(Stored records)
----

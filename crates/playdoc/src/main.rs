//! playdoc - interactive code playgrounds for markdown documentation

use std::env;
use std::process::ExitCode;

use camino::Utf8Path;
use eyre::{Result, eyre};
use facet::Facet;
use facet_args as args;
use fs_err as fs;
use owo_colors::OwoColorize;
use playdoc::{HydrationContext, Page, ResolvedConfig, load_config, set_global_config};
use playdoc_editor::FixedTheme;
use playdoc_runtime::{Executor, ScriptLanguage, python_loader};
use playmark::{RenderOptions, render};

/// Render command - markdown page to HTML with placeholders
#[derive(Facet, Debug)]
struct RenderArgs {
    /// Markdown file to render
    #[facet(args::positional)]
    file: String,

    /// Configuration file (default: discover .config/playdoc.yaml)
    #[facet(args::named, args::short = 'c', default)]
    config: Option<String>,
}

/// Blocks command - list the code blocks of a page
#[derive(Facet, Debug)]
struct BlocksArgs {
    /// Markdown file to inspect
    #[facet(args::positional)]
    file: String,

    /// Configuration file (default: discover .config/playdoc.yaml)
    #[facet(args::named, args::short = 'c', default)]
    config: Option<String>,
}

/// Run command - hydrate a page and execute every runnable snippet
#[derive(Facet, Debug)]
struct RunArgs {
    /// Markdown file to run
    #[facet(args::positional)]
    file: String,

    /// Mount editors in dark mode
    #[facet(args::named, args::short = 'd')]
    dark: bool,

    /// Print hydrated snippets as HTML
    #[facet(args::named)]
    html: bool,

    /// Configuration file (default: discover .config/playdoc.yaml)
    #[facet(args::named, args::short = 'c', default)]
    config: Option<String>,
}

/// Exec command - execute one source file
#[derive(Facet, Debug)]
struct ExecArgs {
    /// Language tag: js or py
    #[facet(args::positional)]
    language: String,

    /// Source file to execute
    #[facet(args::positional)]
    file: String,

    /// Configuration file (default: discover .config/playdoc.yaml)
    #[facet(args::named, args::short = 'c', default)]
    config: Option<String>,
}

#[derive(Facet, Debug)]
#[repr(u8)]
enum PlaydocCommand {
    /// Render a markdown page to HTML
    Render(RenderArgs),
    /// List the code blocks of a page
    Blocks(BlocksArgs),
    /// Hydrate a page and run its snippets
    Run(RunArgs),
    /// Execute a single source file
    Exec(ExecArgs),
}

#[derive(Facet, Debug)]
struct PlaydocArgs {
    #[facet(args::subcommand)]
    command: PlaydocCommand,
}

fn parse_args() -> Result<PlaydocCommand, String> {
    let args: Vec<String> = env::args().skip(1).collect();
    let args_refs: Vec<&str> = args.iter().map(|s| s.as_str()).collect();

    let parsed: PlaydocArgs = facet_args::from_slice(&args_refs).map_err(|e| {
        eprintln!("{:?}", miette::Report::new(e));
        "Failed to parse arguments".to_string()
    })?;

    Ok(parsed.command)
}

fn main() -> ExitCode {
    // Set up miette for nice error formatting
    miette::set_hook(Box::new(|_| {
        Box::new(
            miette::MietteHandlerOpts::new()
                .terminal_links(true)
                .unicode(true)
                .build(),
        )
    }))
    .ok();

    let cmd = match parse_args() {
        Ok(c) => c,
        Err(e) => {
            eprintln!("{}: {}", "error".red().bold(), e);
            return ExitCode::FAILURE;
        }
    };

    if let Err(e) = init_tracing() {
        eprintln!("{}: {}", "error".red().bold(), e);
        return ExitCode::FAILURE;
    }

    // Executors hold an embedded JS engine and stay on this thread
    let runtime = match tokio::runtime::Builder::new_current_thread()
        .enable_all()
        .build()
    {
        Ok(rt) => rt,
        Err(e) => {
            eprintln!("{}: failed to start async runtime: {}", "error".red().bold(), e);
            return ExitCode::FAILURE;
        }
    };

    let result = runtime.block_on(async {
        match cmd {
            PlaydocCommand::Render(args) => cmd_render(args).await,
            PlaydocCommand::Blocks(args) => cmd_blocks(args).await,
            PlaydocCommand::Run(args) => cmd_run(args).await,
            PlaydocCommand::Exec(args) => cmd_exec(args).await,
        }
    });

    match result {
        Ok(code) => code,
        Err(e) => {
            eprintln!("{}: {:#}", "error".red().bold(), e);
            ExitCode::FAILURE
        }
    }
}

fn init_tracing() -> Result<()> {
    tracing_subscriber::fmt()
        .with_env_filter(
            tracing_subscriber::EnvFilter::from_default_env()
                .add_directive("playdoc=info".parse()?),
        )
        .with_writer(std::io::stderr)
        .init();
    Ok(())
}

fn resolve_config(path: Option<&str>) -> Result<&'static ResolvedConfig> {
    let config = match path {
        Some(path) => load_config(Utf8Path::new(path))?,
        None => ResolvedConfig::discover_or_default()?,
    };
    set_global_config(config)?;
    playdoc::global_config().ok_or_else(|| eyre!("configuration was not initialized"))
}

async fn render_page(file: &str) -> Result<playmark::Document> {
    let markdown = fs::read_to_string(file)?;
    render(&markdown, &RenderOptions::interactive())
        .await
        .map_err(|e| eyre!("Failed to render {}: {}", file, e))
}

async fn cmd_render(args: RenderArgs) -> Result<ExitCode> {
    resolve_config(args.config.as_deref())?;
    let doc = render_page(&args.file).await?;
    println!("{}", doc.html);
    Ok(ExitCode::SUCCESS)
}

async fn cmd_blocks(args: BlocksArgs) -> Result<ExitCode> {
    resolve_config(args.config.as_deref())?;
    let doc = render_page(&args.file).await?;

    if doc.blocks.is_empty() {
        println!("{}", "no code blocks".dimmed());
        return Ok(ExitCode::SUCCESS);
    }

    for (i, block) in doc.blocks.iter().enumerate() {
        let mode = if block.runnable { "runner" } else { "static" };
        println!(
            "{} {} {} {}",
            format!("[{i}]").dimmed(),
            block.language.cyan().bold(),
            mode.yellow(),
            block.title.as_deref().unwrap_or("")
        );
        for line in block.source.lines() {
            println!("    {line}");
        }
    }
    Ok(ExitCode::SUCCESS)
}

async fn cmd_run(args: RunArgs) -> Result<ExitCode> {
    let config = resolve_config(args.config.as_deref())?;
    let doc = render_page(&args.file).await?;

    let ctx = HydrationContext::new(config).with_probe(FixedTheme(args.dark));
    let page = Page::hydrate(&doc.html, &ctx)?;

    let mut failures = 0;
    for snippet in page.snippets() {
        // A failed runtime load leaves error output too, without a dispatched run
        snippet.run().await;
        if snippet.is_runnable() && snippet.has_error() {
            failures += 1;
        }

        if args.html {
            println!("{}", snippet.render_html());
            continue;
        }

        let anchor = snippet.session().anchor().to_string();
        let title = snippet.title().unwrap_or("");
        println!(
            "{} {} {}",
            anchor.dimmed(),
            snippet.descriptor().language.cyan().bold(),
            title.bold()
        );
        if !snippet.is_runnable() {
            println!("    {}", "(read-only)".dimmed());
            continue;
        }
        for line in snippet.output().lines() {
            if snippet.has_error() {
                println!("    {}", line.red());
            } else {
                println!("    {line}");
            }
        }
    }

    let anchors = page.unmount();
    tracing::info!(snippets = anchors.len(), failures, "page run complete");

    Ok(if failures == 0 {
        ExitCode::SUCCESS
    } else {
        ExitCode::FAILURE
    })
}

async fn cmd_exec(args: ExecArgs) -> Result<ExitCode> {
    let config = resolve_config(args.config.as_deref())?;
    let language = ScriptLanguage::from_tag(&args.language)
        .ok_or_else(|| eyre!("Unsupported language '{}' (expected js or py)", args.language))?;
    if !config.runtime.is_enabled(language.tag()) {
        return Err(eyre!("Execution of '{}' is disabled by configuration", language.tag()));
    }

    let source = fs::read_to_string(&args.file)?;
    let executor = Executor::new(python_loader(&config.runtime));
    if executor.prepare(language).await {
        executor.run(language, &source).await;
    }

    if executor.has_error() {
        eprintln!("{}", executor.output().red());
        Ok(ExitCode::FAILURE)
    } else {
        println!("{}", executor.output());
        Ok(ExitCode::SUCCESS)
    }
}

----

● About this task
Among the records, find each line where the word "struct" occurs, and copy it.

● Answer box
struct RenderArgs {
struct BlocksArgs {
struct RunArgs {
struct ExecArgs {
struct PlaydocArgs {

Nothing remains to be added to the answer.